The C line ran right behind my house on Ricardo Avenue, about 1/3 mile north of here. When the train ran by the whole house would shake. We were used to it, but overnight visitors couldn't sleep until after midlnight when the train stopped running.E
Guest
[Nov 14, 2005 at 12:05 AM]
I have two of the tokens, they're taped to one of the 2 vol set The Key Route. Fitting place for them.
Guest
[Jun 27, 2005 at 04:59 AM]
I found a token the other day and was reminded that I rode this train with my granny back and forth across the bay bridge every weekend from 2 mos. old in 1953 until it stopped running.
Guest
[Jan 05, 2005 at 07:53 AM]
yea I drove bus for ac transit 1970-1983 and the F line was one line I drove through this tunel many times to and from SF
HARRY
[Dec 31, 2007 at 01:10 AM]
Do you have any info. on the time the outbound F engineer had some sort of medical problem and ran the train off the end of track in Albany? The train ran down the street at a slight angle and stopped against a building about twohundred feet from end of track.
TEKasinger
[Dec 31, 2007 at 02:48 AM]
Shoot, I don't, but I [have to]believe someone 'out there' can answer your question. There has to be! The problem is that many who could answer it, much older Key System 'fan's are no longer with us, because of teh passage of time. The other option is newspapers of that Era, probably the Oakland Tribune, its' microfilmed copies - to go thru them. You'll need a year to make it easier. That is a suggestion. Aside from the 'tokens', I've a controller from one of the 'cars', used as a hat rack. It weighs a ton, and a destination curtain, stashed behind the controller. All Isinglass [spelling?] kind of fun.
Bob
[Jan 06, 2008 at 09:56 AM]
I remember when the tunnel was boarded up, and Solano ave stopped at the Alameda. It was a gravel parking lot until the tunnel was reopened and paved for cars.
Guest_T.O. grad
[Sep 04, 2010 at 05:36 PM]
I went to Thousand Oaks Elementary, just a few blocks from "the tunnel", where in second grade a bunch of us embarked on a real adventure!

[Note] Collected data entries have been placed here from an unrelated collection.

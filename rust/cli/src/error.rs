//! Error types for the CLI application.

use std::fmt;

use crate::config::ConfigError;

/// Every failure a command can report. All of them map to exit code `2`.
#[derive(Debug)]
pub enum CliError {
    /// I/O error (file operations, stdout/stderr writes, etc.)
    Io(std::io::Error),

    /// Invalid user input or command-line arguments
    InvalidInput(String),

    /// Configuration error
    Config(String),

    /// The engine could not produce a result
    Engine(String),
}

impl fmt::Display for CliError {
    fn fmt(&self, f: &mut fmt::Formatter<'_>) -> fmt::Result {
        match self {
            CliError::Io(e) => write!(f, "I/O error: {}", e),
            CliError::InvalidInput(msg) => write!(f, "Invalid input: {}", msg),
            CliError::Config(msg) => write!(f, "Configuration error: {}", msg),
            CliError::Engine(msg) => write!(f, "Engine error: {}", msg),
        }
    }
}

impl std::error::Error for CliError {
    fn source(&self) -> Option<&(dyn std::error::Error + 'static)> {
        match self {
            CliError::Io(e) => Some(e),
            _ => None,
        }
    }
}

impl From<std::io::Error> for CliError {
    fn from(error: std::io::Error) -> Self {
        CliError::Io(error)
    }
}

impl From<ConfigError> for CliError {
    fn from(error: ConfigError) -> Self {
        CliError::Config(error.to_string())
    }
}

impl From<serde_json::Error> for CliError {
    fn from(error: serde_json::Error) -> Self {
        CliError::Io(std::io::Error::other(error))
    }
}

#[cfg(test)]
mod tests {
    use super::*;

    #[test]
    fn config_errors_keep_their_message() {
        let err: CliError = ConfigError::Invalid("Invalid workers".into()).into();
        assert_eq!(err.to_string(), "Configuration error: Invalid workers");
    }

    #[test]
    fn io_error_is_the_source() {
        let err: CliError = std::io::Error::other("disk gone").into();
        assert!(std::error::Error::source(&err).is_some());
    }
}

Walking all the way up Solono avenue and into the dark and unlit tunnel, where everyone picked up old railroad spikes left behind after the tracks were torn up. For bunch of seven year old kids, walking into the tunnel was a little scary, because from one end you can't see any light coming from the other end, it was dark and scary with bats flying, full of oily gravel and smelly. We loved it! I'm sorry the kids of now-a-days don't have the opportunity for such in town adventure.
Guest_Dave Selvy
[Jun 21, 2013 at 12:12 AM]
We would get up at first light and get out the mowers...go around and mow the neighbors lawns for .50 cents and at the noon hour, we had enough to either go to the movies at Solano Theater or play at Indian Rock or take the path and catch the F train at the Tunnel, for a ride to the Oakland Mole...the ferry was much more fun than riding over the bridge...and we would ride the ferry to the foot of Market. we would transfer to the N-Judah and ride that trolley all the way to Fleishacker Zoo or the Steinheart aquarium, and DeYoung Museum...cool Army section there with a TANK! pink popcorn and home...just so long as we got in before the street lights went on. Life then as a kid was magic.
Guest_Jeff Allen
[Feb 18, 2015 at 01:58 PM]
We moved to a house on The Alameda at Solano in the mid-60s so the tunnel was already paved, but I remember being fascinated by the "ghosts" of the line visible in the pavement running down the middle of Solano and curving into the corner of the old Park and Shop (now Andronico's), which was originally a car barn.